The 20-strong team’s key, though not sole differential is privacy: unlike Google, DuckDuckGo neither collects nor shares information, calling itself ‘the search engine that doesn’t track you'. It also has fewer ads and spam and doesn’t cross-promote services.
The site launched in 2008 and by June 2013 it was conducting 2m searches daily. By September, after Snowden’s revelations over the National Security Agency, that figure was at 4m, and it answered 1bn search queries in 2013 overall. It now has some big angel investors behind it, has just been redesigned to look sleeker and with new features, and is the default search engine for Linux Mint 12, Trisquel, Midori and Gnome. It is also a preinstalled option for Apple’s iOS8 and OS X Yosemite.

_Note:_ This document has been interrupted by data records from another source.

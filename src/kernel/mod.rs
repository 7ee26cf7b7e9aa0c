//! Kernel functions for SVM

pub mod gaussian;
pub mod kind;
pub mod linear;
pub mod polynomial;
pub mod sigmoid;
pub mod traits;

pub use self::gaussian::*;
pub use self::kind::*;
pub use self::linear::*;
pub use self::polynomial::*;
pub use self::sigmoid::*;
pub use self::traits::*;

Founder Gabriel Weinberg first set out to build a search engine that was better than Google. He developed an ‘instant answers’ facility that provides an immediate and direct answer to your search, gleaned from the 50 top web sources such as Wikipedia, IMDb and Bing, built as plug-ins by its own open-source community DuckDuckHack, instead of just providing a list of links to third-party websites. You can also choose to opt entirely out of answers that are linked to commerce or shopping.
But Weinberg, an MIT MSc in tech and policy who sold an earlier business, the Names Database, for $10m in 2006, is under no illusions that it’s the uncompromising stance on privacy that is powering his site’s 200-500% average annual growth: ‘The data you share with your search engine is the most personal data [including, for instance, financial or medical problems]. You don’t hold back. I have a philosophical opposition to search engines that are set up to collect the maximal, not the minimal amount of information. This is not a fad. I think that as people find out about [tracking and surveillance more] they're going to be wanting to opt out.’
The site’s business model is refreshingly straightforward: it sells ads against searches. Answers can still be localised, so information is meaningful (where to get a pizza nearby, for instance) without the engine knowing who you are, using cookies, or saving search histories. This also removes the so-called ‘filter bias’ you get with Google’s personalisation: DuckDuckGo won’t privilege content they think you’ll like or agree with. You can also use it with Tor for turbo-encryption.